> **EXERCISE INSTRUCTIONS**
In the entries that follow, the line with "pub mod repl;" opens the range and the line with "code into top-level forms" closes it; repeat that range exactly, both lines included.

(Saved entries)
========

//! Transaction route definitions

use axum::{
    routing::{get, post},
    Router,
};

use crate::handlers::*;
use crate::state::AppState;

pub fn transaction_routes() -> Router<AppState> {
    Router::new()
        .route(
            "/api/transactions",
            post(create_transaction).get(list_transactions),
        )
        .route("/api/transactions/:id", get(get_transaction))
        .route(
            "/api/transactions/:id/payment",
            post(create_payment),
        )
        .route("/api/transactions/:id/payments", get(list_payments))
        .route("/api/transactions/:id/transfer", post(mark_transferred))
        .route(
            "/api/transactions/:id/confirm-receipt",
            post(confirm_receipt),
        )
        .route("/api/transactions/:id/cancel", post(cancel_transaction))
        .route("/api/transactions/:id/settle", post(settle_transaction))
        .route("/api/transactions/:id/refund", post(refund_transaction))
}
//! PassVault Backend Library
//!
//! Escrow-backed marketplace for account transfers: the transaction state
//! machine, its timer sweep, disputes, vendor approvals, fraud scoring and
//! the trust-gated chat filter.

pub mod auth;
pub mod chat;
pub mod config;
pub mod db;
pub mod dispute;
pub mod error;
pub mod escrow;
pub mod gateway;
pub mod handlers;
pub mod middleware;
pub mod models;
pub mod notifications;
pub mod routes;
pub mod services;
pub mod state;
pub mod store;
pub mod transaction;
pub mod vendor_approval;
pub mod websocket;
//! Route definitions for the PassVault API

mod chat;
mod disputes;
mod fraud;
mod payments;
mod transactions;
mod vendor_approvals;

pub use chat::chat_routes;
pub use disputes::dispute_routes;
pub use fraud::fraud_routes;
pub use payments::payment_routes;
pub use transactions::transaction_routes;
pub use vendor_approvals::vendor_approval_routes;

use axum::Router;

use crate::state::AppState;

/// Every API route, with state still unbound
pub fn api_routes() -> Router<AppState> {
    Router::new()
        .merge(transaction_routes())
        .merge(payment_routes())
        .merge(dispute_routes())
        .merge(vendor_approval_routes())
        .merge(fraud_routes())
        .merge(chat_routes())
}
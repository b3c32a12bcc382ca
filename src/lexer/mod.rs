//! Lexer for MiniLisp source text

mod tokens;

pub use tokens::{Token, TokenKind};

use crate::common::Span;
use crate::diagnostics::LispError;
use logos::Logos;

/// Split source text into tokens, terminated by a single `Eof` token
pub fn lex(source: &str) -> Result<Vec<Token>, LispError> {
    let mut lexer = TokenKind::lexer(source);
    let mut tokens = Vec::new();

    while let Some(result) = lexer.next() {
        let span = Span::from(lexer.span());
        match result {
            Ok(kind) => tokens.push(Token {
                kind,
                span,
                text: lexer.slice().to_string(),
            }),
            Err(()) => {
                return Err(LispError::Syntax {
                    message: format!("unrecognized input `{}`", lexer.slice()),
                    span: span.into(),
                });
            }
        }
    }

    tokens.push(Token {
        kind: TokenKind::Eof,
        span: Span::new(source.len(), source.len()),
        text: String::new(),
    });

    tracing::trace!("Lexed {} tokens", tokens.len());
    Ok(tokens)
}
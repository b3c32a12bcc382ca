//! MiniLisp interpreter
//!
//! A tree-walking interpreter for a minimal Lisp with:
//! - 64-bit integers and booleans
//! - `define`, `fun` closures with local static definitions, and `if`
//! - arity and type checked builtins
//! - direct self-recursion through `define`, without a separate `letrec`
//!
//! # Architecture
//!
//! ```text
//! Source → Lexer → Parser → Forms → Interpreter (Environment + Builtins) → Value
//! ```
//!
//! # Example
//!
//! ```lisp
//! (define fact (fun (n) (if (< n 1) 1 (* n (fact (- n 1))))))
//! (print-num (fact 5))
//! ```

pub mod ast;
pub mod common;
pub mod config;
pub mod diagnostics;
pub mod interp;
pub mod lexer;
pub mod parser;
pub mod repl;

// Re-export diagnostics for convenience
pub use diagnostics::{LispError, SourceFile};

// Re-exports for convenience
pub use ast::{Form, FormKind};
pub use config::{InterpreterConfig, Verbosity};
pub use interp::{Interpreter, StatementResult, Value};

/// Interpreter version
pub const VERSION: &str = env!("CARGO_PKG_VERSION");

/// Parse source code into top-level forms
pub fn parse(source: &str) -> Result<Vec<Form>, LispError> {
    let tokens = lexer::lex(source)?;
    parser::parse(&tokens)
}

/// Run a whole program in a fresh interpreter, one result per statement
pub fn run_program(source: &str) -> Vec<StatementResult> {
    Interpreter::new().run_program(source)
}

/// Interpret source code and return the value of its last statement
pub fn interpret(source: &str) -> miette::Result<Option<Value>> {
    let forms = parse(source)?;
    let mut interpreter = Interpreter::new();
    let mut last = None;
    for form in &forms {
        last = interpreter.execute(form)?;
    }
    Ok(last)
}

#[cfg(test)]
mod tests {
    use super::*;

    #[test]
    fn test_version() {
        assert!(!VERSION.is_empty());
    }

    #[test]
    fn test_interpret_last_value() {
        let value = interpret("(define x 4) (* x x)").unwrap();
        assert_eq!(value, Some(Value::Int(16)));
    }

    #[test]
    fn test_interpret_stops_at_first_error() {
        assert!(interpret("(+ 1 #t) 5").is_err());
    }
}
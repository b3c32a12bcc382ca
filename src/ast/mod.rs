//! Syntax tree for MiniLisp
//!
//! The reader produces one [`Form`] per top-level statement. Forms are never
//! mutated after parsing.

use crate::common::Span;
use serde::{Deserialize, Serialize};
use std::fmt;

/// A parsed syntactic unit: an atom or a parenthesized list of forms
#[derive(Debug, Clone, PartialEq, Serialize, Deserialize)]
pub struct Form {
    pub kind: FormKind,
    pub span: Span,
}

#[derive(Debug, Clone, PartialEq, Serialize, Deserialize)]
pub enum FormKind {
    /// Uninterpreted token text
    Atom(String),
    /// `( ... )`
    List(Vec<Form>),
}

impl Form {
    pub fn atom(text: impl Into<String>, span: Span) -> Self {
        Form {
            kind: FormKind::Atom(text.into()),
            span,
        }
    }

    pub fn list(items: Vec<Form>, span: Span) -> Self {
        Form {
            kind: FormKind::List(items),
            span,
        }
    }

    pub fn as_atom(&self) -> Option<&str> {
        match &self.kind {
            FormKind::Atom(text) => Some(text),
            FormKind::List(_) => None,
        }
    }

    pub fn as_list(&self) -> Option<&[Form]> {
        match &self.kind {
            FormKind::List(items) => Some(items),
            FormKind::Atom(_) => None,
        }
    }

    pub fn is_list(&self) -> bool {
        matches!(self.kind, FormKind::List(_))
    }

    /// Whether this is a list whose head is the atom `keyword`
    pub fn is_special(&self, keyword: &str) -> bool {
        self.as_list()
            .and_then(|items| items.first())
            .and_then(Form::as_atom)
            .is_some_and(|head| head == keyword)
    }
}

impl fmt::Display for Form {
    fn fmt(&self, f: &mut fmt::Formatter<'_>) -> fmt::Result {
        match &self.kind {
            FormKind::Atom(text) => write!(f, "{}", text),
            FormKind::List(items) => {
                write!(f, "(")?;
                for (i, item) in items.iter().enumerate() {
                    if i > 0 {
                        write!(f, " ")?;
                    }
                    write!(f, "{}", item)?;
                }
                write!(f, ")")
            }
        }
    }
}

/// Check the identifier grammar: a lowercase letter, then lowercase letters or `-`
pub fn is_identifier(text: &str) -> bool {
    let mut chars = text.chars();
    match chars.next() {
        Some(first) if first.is_ascii_lowercase() => {
            chars.all(|c| c.is_ascii_lowercase() || c == '-')
        }
        _ => false,
    }
}
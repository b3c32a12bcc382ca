//! Reader for MiniLisp
//!
//! A recursive descent parser that groups a token stream into forms by
//! parenthesis depth. No semantic checks happen here.

use crate::ast::Form;
use crate::common::Span;
use crate::diagnostics::LispError;
use crate::lexer::{Token, TokenKind};

/// Parse a token stream into top-level forms, one per statement
pub fn parse(tokens: &[Token]) -> Result<Vec<Form>, LispError> {
    let mut parser = Parser::new(tokens);
    parser.parse_program()
}

/// Parser state
struct Parser<'a> {
    tokens: &'a [Token],
    pos: usize,
}

impl<'a> Parser<'a> {
    fn new(tokens: &'a [Token]) -> Self {
        Self { tokens, pos: 0 }
    }

    fn current(&self) -> Option<&'a Token> {
        self.tokens.get(self.pos)
    }

    fn peek(&self) -> TokenKind {
        self.current().map(|t| t.kind).unwrap_or(TokenKind::Eof)
    }

    fn at(&self, kind: TokenKind) -> bool {
        self.peek() == kind
    }

    fn advance(&mut self) -> Option<&'a Token> {
        let tok = self.current();
        if self.pos < self.tokens.len() {
            self.pos += 1;
        }
        tok
    }

    fn span(&self) -> Span {
        self.current().map(|t| t.span).unwrap_or_default()
    }

    fn parse_program(&mut self) -> Result<Vec<Form>, LispError> {
        let mut forms = Vec::new();
        while !self.at(TokenKind::Eof) {
            forms.push(self.parse_form()?);
        }
        Ok(forms)
    }

    fn parse_form(&mut self) -> Result<Form, LispError> {
        match self.peek() {
            TokenKind::LParen => self.parse_list(),
            TokenKind::RParen => Err(LispError::UnexpectedCloseParen {
                span: self.span().into(),
            }),
            TokenKind::Atom => {
                let tok = self.advance().ok_or_else(|| LispError::Syntax {
                    message: "unexpected end of input".into(),
                    span: self.span().into(),
                })?;
                Ok(Form::atom(tok.text.clone(), tok.span))
            }
            TokenKind::Eof => Err(LispError::Syntax {
                message: "unexpected end of input".into(),
                span: self.span().into(),
            }),
        }
    }

    fn parse_list(&mut self) -> Result<Form, LispError> {
        let open = self.span();
        self.advance();

        let mut items = Vec::new();
        loop {
            match self.peek() {
                TokenKind::RParen => {
                    let close = self.span();
                    self.advance();
                    return Ok(Form::list(items, open.merge(close)));
                }
                TokenKind::Eof => {
                    return Err(LispError::UnclosedParen { span: open.into() });
                }
                _ => items.push(self.parse_form()?),
            }
        }
    }
}
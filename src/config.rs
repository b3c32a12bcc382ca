//! Interpreter configuration
//!
//! Passed in when an interpreter is constructed; nothing here is process-global.

/// How much the interpreter and its front ends report beyond program output
#[derive(Debug, Clone, Copy, PartialEq, Eq, PartialOrd, Ord, Hash, Default)]
pub enum Verbosity {
    /// Program output and `Error:` lines only
    #[default]
    Quiet,
    /// Also echo statement values and render full diagnostics
    Verbose,
    /// Also dump the visible scope for every evaluated list form
    Debug,
}

impl Verbosity {
    /// Map a `-v` occurrence count onto a level
    pub fn from_occurrences(count: u8) -> Self {
        match count {
            0 => Verbosity::Quiet,
            1 => Verbosity::Verbose,
            _ => Verbosity::Debug,
        }
    }

    pub fn echoes_values(self) -> bool {
        self >= Verbosity::Verbose
    }

    pub fn dumps_scopes(self) -> bool {
        self >= Verbosity::Debug
    }
}

/// Interpreter construction options
#[derive(Debug, Clone, Default)]
pub struct InterpreterConfig {
    pub verbosity: Verbosity,
    /// Maximum evaluation depth; `None` leaves recursion bounded by the host stack
    pub max_depth: Option<usize>,
    /// Collect printed output in memory instead of writing it to stdout
    pub capture_output: bool,
}

impl InterpreterConfig {
    pub fn new() -> Self {
        Self::default()
    }

    pub fn with_verbosity(mut self, verbosity: Verbosity) -> Self {
        self.verbosity = verbosity;
        self
    }

    pub fn with_max_depth(mut self, max_depth: usize) -> Self {
        self.max_depth = Some(max_depth);
        self
    }

    pub fn capturing_output(mut self) -> Self {
        self.capture_output = true;
        self
    }
}
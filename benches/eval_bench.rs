use criterion::{Criterion, black_box, criterion_group, criterion_main};
use minilisp::interp::Interpreter;
use minilisp::InterpreterConfig;

const FIB: &str = "(define fib (fun (n) (if (< n 2) n (+ (fib (- n 1)) (fib (- n 2))))))";
const FACT: &str = "(define fact (fun (n) (if (< n 1) 1 (* n (fact (- n 1))))))";

fn interpreter_with(definitions: &str) -> Interpreter {
    let mut interpreter = Interpreter::with_config(InterpreterConfig::new().capturing_output());
    interpreter.run_program(definitions);
    interpreter
}

fn bench_parse(c: &mut Criterion) {
    let source = format!("{}\n{}\n(print-num (fib 20))\n(print-num (fact 20))", FIB, FACT);
    c.bench_function("parse", |b| b.iter(|| minilisp::parse(black_box(&source))));
}

fn bench_recursion(c: &mut Criterion) {
    let mut interpreter = interpreter_with(FIB);
    c.bench_function("fib 18", |b| {
        b.iter(|| interpreter.run_program(black_box("(fib 18)")))
    });

    let mut interpreter = interpreter_with(FACT);
    c.bench_function("fact 20", |b| {
        b.iter(|| interpreter.run_program(black_box("(fact 20)")))
    });
}

criterion_group!(benches, bench_parse, bench_recursion);
criterion_main!(benches);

========

> **OUTPUT FOR THIS TASK**
pub mod repl;

// Re-export diagnostics for convenience
pub use diagnostics::{LispError, SourceFile};

// Re-exports for convenience
pub use ast::{Form, FormKind};
pub use config::{InterpreterConfig, Verbosity};
pub use interp::{Interpreter, StatementResult, Value};

/// Interpreter version
pub const VERSION: &str = env!("CARGO_PKG_VERSION");

/// Parse source code into top-level forms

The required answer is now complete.